Below are the entries; tally the lines holding the string "report" and give only that figure.

*** DATASET EXTRACT

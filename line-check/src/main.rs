//! line-check - Verify a Linecast setup before scheduling it

use std::path::{Path, PathBuf};

use anyhow::{Context, Result};
use clap::{Parser, ValueEnum};
use liblinecast::messages::text_message;
use liblinecast::platforms::line::LineClient;
use liblinecast::platforms::Broadcaster;
use liblinecast::service::validation::validate_file;
use liblinecast::{logging, ChannelToken, Config};
use serde::Serialize;

const TEST_MESSAGE: &str = "[TEST] This is a test message from the automatic posting system.";

#[derive(Parser, Debug)]
#[command(name = "line-check")]
#[command(version, about = "Verify configuration and content before scheduling line-post")]
#[command(long_about = r#"Verify configuration and content before scheduling line-post.

CHECKS:
    Configuration  config.toml (if any) parses and the token variable is set
    Content file   JSON array of objects, each with "text", dates as YYYY-MM-DD
    LINE API       (--live only) broadcasts a test message to ALL friends

EXIT CODES:
    0 - Every check that ran passed
    1 - At least one check failed
"#)]
struct Cli {
    /// Content file (defaults to content.path from config, then ./content.json)
    #[arg(long, value_name = "PATH")]
    content: Option<PathBuf>,

    /// Also broadcast a test message (really delivered to every friend)
    #[arg(long)]
    live: bool,

    /// Output format
    #[arg(short, long, value_enum, default_value_t = OutputFormat::Text)]
    format: OutputFormat,

    /// Enable verbose logging
    #[arg(short, long)]
    verbose: bool,
}

#[derive(Debug, Clone, Copy, PartialEq, Eq, ValueEnum)]
enum OutputFormat {
    Text,
    Json,
}

#[derive(Debug, Serialize)]
struct CheckResult {
    name: &'static str,
    passed: bool,
    details: Vec<String>,
}

impl CheckResult {
    fn from_result(name: &'static str, result: Result<Vec<String>>) -> Self {
        match result {
            Ok(details) => Self {
                name,
                passed: true,
                details,
            },
            Err(e) => Self {
                name,
                passed: false,
                details: vec![format!("{:#}", e)],
            },
        }
    }
}

#[tokio::main]
async fn main() {
    let cli = Cli::parse();

    logging::init(cli.verbose);

    let results = run_checks(&cli).await;
    let all_passed = results.iter().all(|r| r.passed);

    match cli.format {
        OutputFormat::Json => {
            let report = serde_json::json!({ "passed": all_passed, "checks": results });
            match serde_json::to_string_pretty(&report) {
                Ok(s) => println!("{}", s),
                Err(e) => eprintln!("Error: {}", e),
            }
        }
        OutputFormat::Text => print_text(&results, all_passed),
    }

    if !all_passed {
        std::process::exit(1);
    }
}

async fn run_checks(cli: &Cli) -> Vec<CheckResult> {
    let mut results = Vec::new();

    let config = Config::load();
    let content_path = cli.content.clone().unwrap_or_else(|| match &config {
        Ok(config) => config.content_path(),
        Err(_) => Config::default().content_path(),
    });

    let config = config.context("failed to load configuration");
    results.push(CheckResult::from_result(
        "Configuration",
        config.as_ref().map_err(|e| anyhow::anyhow!("{:#}", e)).and_then(check_config),
    ));

    tracing::debug!("Validating content file {}", content_path.display());
    results.push(CheckResult::from_result(
        "Content file",
        check_content(&content_path),
    ));

    if cli.live {
        let live = match &config {
            Ok(config) => check_live(config).await,
            Err(_) => Err(anyhow::anyhow!("skipped, configuration did not load")),
        };
        results.push(CheckResult::from_result("LINE API", live));
    }

    results
}

fn check_config(config: &Config) -> Result<Vec<String>> {
    ChannelToken::from_env(config)?;
    Ok(vec![
        format!("content file: {}", config.content_path().display()),
        format!("endpoint: {}", config.broadcast_url()),
        format!("{} is set", config.line.token_env),
    ])
}

fn check_content(path: &Path) -> Result<Vec<String>> {
    let report = validate_file(path);
    let mut details: Vec<String> = report
        .warnings
        .iter()
        .map(|w| format!("warning: {}", w))
        .collect();

    if !report.valid {
        let mut issues: Vec<String> = report.errors.iter().map(|e| e.to_string()).collect();
        issues.append(&mut details);
        anyhow::bail!("{} is invalid: {}", path.display(), issues.join("; "));
    }

    details.insert(
        0,
        format!("{} post(s) found in {}", report.item_count, path.display()),
    );
    Ok(details)
}

async fn check_live(config: &Config) -> Result<Vec<String>> {
    let token = ChannelToken::from_env(config)?;
    let client = LineClient::new(config, token)?;

    let response = client
        .broadcast(&[text_message(TEST_MESSAGE)])
        .await
        .context("test broadcast failed")?;

    Ok(vec![format!(
        "test message accepted with HTTP {}: {}",
        response.status, response.body
    )])
}

fn print_text(results: &[CheckResult], all_passed: bool) {
    for result in results {
        println!("--- {} ---", result.name);
        for detail in &result.details {
            println!("  {}", detail);
        }
    }

    println!();
    println!("=== Summary ===");
    for result in results {
        let status = if result.passed { "PASS" } else { "FAIL" };
        println!("{}: {}", status, result.name);
    }

    if all_passed {
        println!("\nAll checks passed.");
    } else {
        println!("\nSome checks failed. See the messages above.");
    }
}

******

= TASK ANSWER =
7